COVID-19 is caused by a coronavirus called SARS-CoV-2. Older adults and people who have severe underlying medical conditions like heart or lung disease or diabetes seem to be at higher risk for developing more serious complications from COVID-19 illness.
The virus that causes COVID-19 is spreading very easily and sustainably between people. Information from the ongoing COVID-19 pandemic suggests that this virus is spreading more efficiently than influenza, but not as efficiently as measles, which is highly contagious.
People with COVID-19 have had a wide range of symptoms reported – ranging from mild symptoms to severe illness.
Symptoms may appear 2-14 days after exposure to the virus. People with these symptoms may have COVID-19:
Shortness of breath or difficulty breathing
New loss of taste or smell
This list is not all possible symptoms. Other less common symptoms have been reported, including gastrointestinal symptoms like nausea, vomiting, or diarrhea.
Exams and Tests
Watch for warning signs:
– Have their doctor’s phone number on hand.
– Use CDC’s self-checker tool to help you make decisions about seeking appropriate medical care.
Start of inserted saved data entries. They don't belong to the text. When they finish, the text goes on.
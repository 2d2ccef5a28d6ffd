use super::{codec::Payload, Codec, RpcError};
use crate::wire::{Decoder, Encoder, DEFAULT_STRING_CEILING};

#[derive(Debug, Clone, Copy, PartialEq, Eq)]
#[repr(u8)]
pub enum Ret {
    Request = 0,
    Response = 1,
}

/// One request, event or reply.
///
/// On the wire the header fields are written in order with the wire
/// primitives (`from`, `to`, `func` and `err` as strings, `seq` as a long,
/// `ret` as a byte) and the payload follows untagged up to the end.
#[derive(Debug)]
pub struct Envelope {
    /// Sending peer.
    pub from: String,
    /// Receiving peer.
    pub to: String,
    /// Method on `to`. Empty on replies.
    pub func: String,
    /// Correlation id. Zero for events.
    pub seq: u64,
    pub ret: Ret,
    /// Error text of a failed call. Empty on success.
    pub err: String,
    pub(crate) payload: Payload,
}

impl Envelope {
    pub(crate) fn request(
        from: &str,
        to: &str,
        func: &str,
        seq: u64,
        payload: Payload,
    ) -> Self {
        Self {
            from: from.to_string(),
            to: to.to_string(),
            func: func.to_string(),
            seq,
            ret: Ret::Request,
            err: String::new(),
            payload,
        }
    }

    /// A reply to a request from `to` to `from`: the peers are swapped by
    /// the caller.
    pub(crate) fn response(
        from: String,
        to: String,
        seq: u64,
        result: Result<Payload, RpcError>,
    ) -> Self {
        let (payload, err) = match result {
            Ok(payload) => (payload, String::new()),
            Err(err) => (Payload::Empty, err.to_string()),
        };
        Self {
            from,
            to,
            func: String::new(),
            seq,
            ret: Ret::Response,
            err,
            payload,
        }
    }

    pub fn is_request(&self) -> bool {
        self.ret == Ret::Request
    }

    pub fn is_event(&self) -> bool {
        self.is_request() && self.seq == 0
    }

    pub fn encode(&self, codec: Codec) -> Result<Vec<u8>, RpcError> {
        let body = self.payload.to_bytes(codec)?;
        let err = clip(&self.err, DEFAULT_STRING_CEILING);
        let mut enc = Encoder::with_capacity(
            32 + self.from.len() + self.to.len() + self.func.len() + err.len()
                + body.len(),
        );
        enc.string(&self.from)
            .string(&self.to)
            .string(&self.func)
            .long(self.seq as i64)
            .byte(self.ret as u8)
            .string(err)
            .bytes(&body);
        Ok(enc.finish()?)
    }

    pub fn decode(bytes: &[u8]) -> Result<Self, RpcError> {
        let mut dec = Decoder::new(bytes);
        let from = dec.string();
        let to = dec.string();
        let func = dec.string();
        let seq = dec.long() as u64;
        let ret = dec.byte();
        let err = dec.string();
        let body = dec.rest().to_vec();
        dec.finish()?;
        let ret = match ret {
            0 => Ret::Request,
            1 => Ret::Response,
            other => Err(RpcError::Codec(format!("bad return flag {other}")))?,
        };
        let payload = if body.is_empty() {
            Payload::Empty
        } else {
            Payload::Encoded(body)
        };
        Ok(Self {
            from,
            to,
            func,
            seq,
            ret,
            err,
            payload,
        })
    }
}

/// Cuts `s` to at most `max` bytes on a char boundary.
fn clip(s: &str, max: usize) -> &str {
    if s.len() <= max {
        return s;
    }
    let mut end = max;
    while !s.is_char_boundary(end) {
        end -= 1;
    }
    &s[..end]
}

#[cfg(test)]
mod tests {
    use super::*;

    #[test]
    fn headers_survive_marshalling() {
        let env = Envelope::request(
            "Gate",
            "Echo",
            "Ping",
            42,
            Payload::Local(Box::new(String::from("hi"))),
        );
        let bytes = env.encode(Codec::Json).unwrap();
        let back = Envelope::decode(&bytes).unwrap();
        assert_eq!(back.from, "Gate");
        assert_eq!(back.to, "Echo");
        assert_eq!(back.func, "Ping");
        assert_eq!(back.seq, 42);
        assert_eq!(back.ret, Ret::Request);
        assert_eq!(back.err, "");
        let msg: String = back.payload.take(Codec::Json).unwrap();
        assert_eq!(msg, "hi");
    }

    #[test]
    fn failed_replies_carry_the_error_text() {
        let env = Envelope::response(
            "Echo".into(),
            "Gate".into(),
            7,
            Err(RpcError::NoSuchMethod("Echo.Nope".into())),
        );
        let back = Envelope::decode(&env.encode(Codec::Bincode).unwrap()).unwrap();
        assert_eq!(back.ret, Ret::Response);
        assert_eq!(back.func, "");
        assert_eq!(back.seq, 7);
        assert_eq!(
            RpcError::from_wire(&back.err),
            RpcError::NoSuchMethod("Echo.Nope".into())
        );
        assert!(matches!(back.payload, Payload::Empty));
    }

    #[test]
    fn huge_error_texts_are_clipped_to_stay_decodable() {
        let env = Envelope::response(
            "A".into(),
            "B".into(),
            1,
            Err(RpcError::Handler("é".repeat(DEFAULT_STRING_CEILING))),
        );
        let back = Envelope::decode(&env.encode(Codec::Json).unwrap()).unwrap();
        assert!(back.err.len() <= DEFAULT_STRING_CEILING);
        assert!(back.err.chars().all(|c| c == 'é'));
    }

    #[test]
    fn truncated_headers_are_rejected() {
        let env = Envelope::request("A", "B", "C", 1, Payload::Empty);
        let bytes = env.encode(Codec::Json).unwrap();
        assert!(matches!(
            Envelope::decode(&bytes[..bytes.len() - 3]),
            Err(RpcError::Wire(_))
        ));
        let mut bad = bytes.clone();
        let ret_at = bytes.len() - 5;
        bad[ret_at] = 9;
        assert!(matches!(Envelope::decode(&bad), Err(RpcError::Codec(_))));
    }
}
– Call their doctor if the person keeps getting sicker. For medical emergencies, call 911 and tell the dispatcher that the person has or might have COVID-19.
When to Seek Emergency Medical Attention:
Look for emergency warning signs* for COVID-19. If someone is showing any of these signs, seek emergency medical care immediately.
– Trouble breathing
– Persistent pain or pressure in the chest
– New confusion
– Inability to wake or stay awake
– Bluish lips or face
*This list is not all possible symptoms. Please call your medical provider for any other symptoms that are severe or concerning to you.
Call 911 or call ahead to your local emergency facility: Notify the operator that you are seeking care for someone who has or may have COVID-19.